What you should do.
Return only that part of the material below which starts with the line containing "impl ::core::fmt::Display for" and goes on through the line containing "Immutable once assigned.", restated exactly.

Supplied material.
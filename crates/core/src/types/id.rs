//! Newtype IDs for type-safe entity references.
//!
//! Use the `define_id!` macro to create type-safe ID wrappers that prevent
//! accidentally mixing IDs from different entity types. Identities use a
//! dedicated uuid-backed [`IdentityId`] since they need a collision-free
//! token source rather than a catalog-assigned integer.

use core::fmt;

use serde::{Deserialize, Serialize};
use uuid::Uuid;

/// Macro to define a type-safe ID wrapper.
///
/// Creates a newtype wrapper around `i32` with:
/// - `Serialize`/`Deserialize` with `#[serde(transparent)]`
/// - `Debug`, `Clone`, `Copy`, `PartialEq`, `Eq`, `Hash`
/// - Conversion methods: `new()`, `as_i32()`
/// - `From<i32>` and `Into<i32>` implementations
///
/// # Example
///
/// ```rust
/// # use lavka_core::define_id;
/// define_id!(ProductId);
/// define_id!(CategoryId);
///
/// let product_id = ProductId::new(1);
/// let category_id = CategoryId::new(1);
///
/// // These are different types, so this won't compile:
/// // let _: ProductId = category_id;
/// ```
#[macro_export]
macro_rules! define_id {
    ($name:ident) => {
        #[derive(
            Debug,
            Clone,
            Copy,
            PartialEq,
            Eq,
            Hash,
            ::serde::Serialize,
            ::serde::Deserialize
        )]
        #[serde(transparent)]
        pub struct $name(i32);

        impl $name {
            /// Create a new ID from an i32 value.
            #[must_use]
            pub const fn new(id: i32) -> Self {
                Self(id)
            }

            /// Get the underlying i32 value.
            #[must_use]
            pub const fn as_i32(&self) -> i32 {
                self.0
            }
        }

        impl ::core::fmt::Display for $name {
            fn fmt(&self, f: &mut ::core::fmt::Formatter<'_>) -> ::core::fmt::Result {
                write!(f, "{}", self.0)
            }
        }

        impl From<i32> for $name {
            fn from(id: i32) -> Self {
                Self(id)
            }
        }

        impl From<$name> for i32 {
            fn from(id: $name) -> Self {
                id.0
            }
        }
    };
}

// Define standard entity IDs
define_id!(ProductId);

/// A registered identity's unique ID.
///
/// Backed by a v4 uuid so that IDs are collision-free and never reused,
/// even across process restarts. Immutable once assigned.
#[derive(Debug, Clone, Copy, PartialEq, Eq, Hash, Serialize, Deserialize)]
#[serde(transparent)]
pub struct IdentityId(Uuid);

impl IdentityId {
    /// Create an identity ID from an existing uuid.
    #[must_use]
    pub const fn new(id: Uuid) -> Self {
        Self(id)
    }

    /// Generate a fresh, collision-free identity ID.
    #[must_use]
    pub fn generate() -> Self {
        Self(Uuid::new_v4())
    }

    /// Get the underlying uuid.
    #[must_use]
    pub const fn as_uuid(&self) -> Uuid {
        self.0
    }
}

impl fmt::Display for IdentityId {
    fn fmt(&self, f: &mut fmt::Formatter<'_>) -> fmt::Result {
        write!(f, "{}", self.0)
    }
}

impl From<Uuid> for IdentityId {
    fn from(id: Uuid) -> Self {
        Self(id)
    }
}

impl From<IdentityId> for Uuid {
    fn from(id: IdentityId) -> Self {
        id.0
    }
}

Result for this exercise.
        impl ::core::fmt::Display for $name {
            fn fmt(&self, f: &mut ::core::fmt::Formatter<'_>) -> ::core::fmt::Result {
                write!(f, "{}", self.0)
            }
        }

        impl From<i32> for $name {
            fn from(id: i32) -> Self {
                Self(id)
            }
        }

        impl From<$name> for i32 {
            fn from(id: $name) -> Self {
                id.0
            }
        }
    };
}

// Define standard entity IDs
define_id!(ProductId);

/// A registered identity's unique ID.
///
/// Backed by a v4 uuid so that IDs are collision-free and never reused,
/// even across process restarts. Immutable once assigned.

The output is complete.